Wygledów also includes the State Medical Institute of the Ministry of Interior and Administration, located at 137 Wołoska Street, which operates as the hospital and medical research institute. It is also designated to provide healthcare to the most important people in the national government, including the president and the prime minister, as well as international delegates. Additionally, the neighbourhood also has the National Institute of Geriatrics, Rheumatology and Rehabilitation at 1 Spartańska Street.
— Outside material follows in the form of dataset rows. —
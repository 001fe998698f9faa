/*!
 * Error Types
 * Centralized error handling with thiserror and miette diagnostics
 *
 * Two classes exist:
 * - Recoverable errors (configuration, heap exhaustion, context limits) are
 *   returned as `ShmemResult`.
 * - Precondition violations are passed to [`fatal`], which reports and aborts.
 *   Continuing past one would issue remote operations against undefined memory.
 */

use super::types::{ContextId, PeId, SymAddr};
use miette::Diagnostic;
use thiserror::Error;

#[derive(Error, Debug, Clone, PartialEq, Eq, Diagnostic)]
pub enum ShmemError {
    #[error("Invalid configuration: {0}")]
    #[diagnostic(
        code(shmem::invalid_config),
        help("Check SHMEM_* environment variables or the JSON configuration.")
    )]
    InvalidConfig(String),

    #[error("Library not initialized")]
    #[diagnostic(
        code(shmem::not_initialized),
        help("Entry points may only be called between initialization and finalize.")
    )]
    NotInitialized,

    #[error("Address {addr} (len {len}) is not symmetric: partition holds {heap_len} bytes")]
    #[diagnostic(
        code(shmem::not_symmetric),
        help("Only memory obtained from the symmetric allocator may be targeted.")
    )]
    NotSymmetric {
        addr: SymAddr,
        len: usize,
        heap_len: usize,
    },

    #[error("Address {addr} is not aligned to {alignment} bytes")]
    #[diagnostic(code(shmem::misaligned))]
    Misaligned { addr: SymAddr, alignment: usize },

    #[error("PE {pe} out of range for a team of {size} PEs")]
    #[diagnostic(code(shmem::invalid_pe))]
    InvalidPe { pe: PeId, size: usize },

    #[error("Unknown comparison operator code {0}")]
    #[diagnostic(
        code(shmem::unknown_cmp),
        help("Valid codes are EQ=1, NE=2, GT=3, LE=4, LT=5, GE=6.")
    )]
    UnknownComparison(i32),

    #[error("{what} has {actual} entries, expected {expected}")]
    #[diagnostic(code(shmem::length_mismatch))]
    LengthMismatch {
        what: &'static str,
        expected: usize,
        actual: usize,
    },

    #[error("Symmetric heap exhausted: requested {requested} bytes, available {available} bytes")]
    #[diagnostic(
        code(shmem::heap_exhausted),
        help("Raise SHMEM_SYMMETRIC_SIZE.")
    )]
    HeapExhausted { requested: usize, available: usize },

    #[error("Context limit reached ({0} live contexts)")]
    #[diagnostic(
        code(shmem::context_limit),
        help("Destroy unused contexts or raise SHMEM_MAX_CONTEXTS.")
    )]
    ContextLimit(usize),

    #[error("Context {0} does not exist or was destroyed")]
    #[diagnostic(code(shmem::unknown_context))]
    UnknownContext(ContextId),

    #[error("The default context cannot be destroyed")]
    #[diagnostic(code(shmem::default_context))]
    DefaultContext,

    #[error("Context {0} must be destroyed by the thread that created it")]
    #[diagnostic(code(shmem::context_thread))]
    WrongThread(ContextId),

    #[error("Corrupted lock word at {addr}: {detail}")]
    #[diagnostic(
        code(shmem::corrupted_lock),
        help("Lock memory must be zero-initialized symmetric memory used only by lock calls.")
    )]
    CorruptedLock { addr: SymAddr, detail: String },
}

/// Report a precondition violation and terminate the process
///
/// Emits a `tracing` error, a plain one-line diagnostic, and the rendered
/// miette report on stderr before aborting.
#[cold]
pub fn fatal(err: ShmemError) -> ! {
    tracing::error!(error = %err, "fatal precondition violation");
    eprintln!("shmem: fatal: {err}");
    eprintln!("{:?}", miette::Report::new(err));
    std::process::abort()
}

/// Unwrap a precondition result, aborting on violation
#[inline]
pub fn require(result: Result<(), ShmemError>) {
    if let Err(err) = result {
        fatal(err);
    }
}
Furthermore, the building of the Faculty of Materials Science and Engineering of the Warsaw University of Technology, is located at 141 Wołoska Street within the neighbourhood.

== Location and boundaries ==
Wygledów is a City Information System area in Warsaw, located within the north-western portion of the Mokotów district. To the north, its border is determined by a line stretched between the intersection of Banacha Street and Żwirki i Wigury Street, and the intersection of the Batorego Street and Boboli Street; the east, by Boboli Street, and Wołoska Street; to the south, by Woronicza Street, and in the straight line between Miś Roundabout to the tracks of the railway line no. 8, and following the it to the western boundary; and to the west, by Żwirki and Wigury Street.

The neighbourhood borders Filtry to the north, Old Mokotów, and Wierzbno to the east, Ksawerów to the south-east, Okęcie, and Służewiec to the south, and Rakowiec to the west. Its northern and western boundaries form the border of Mokotów district with Ochota to the north, and Włochy to the west.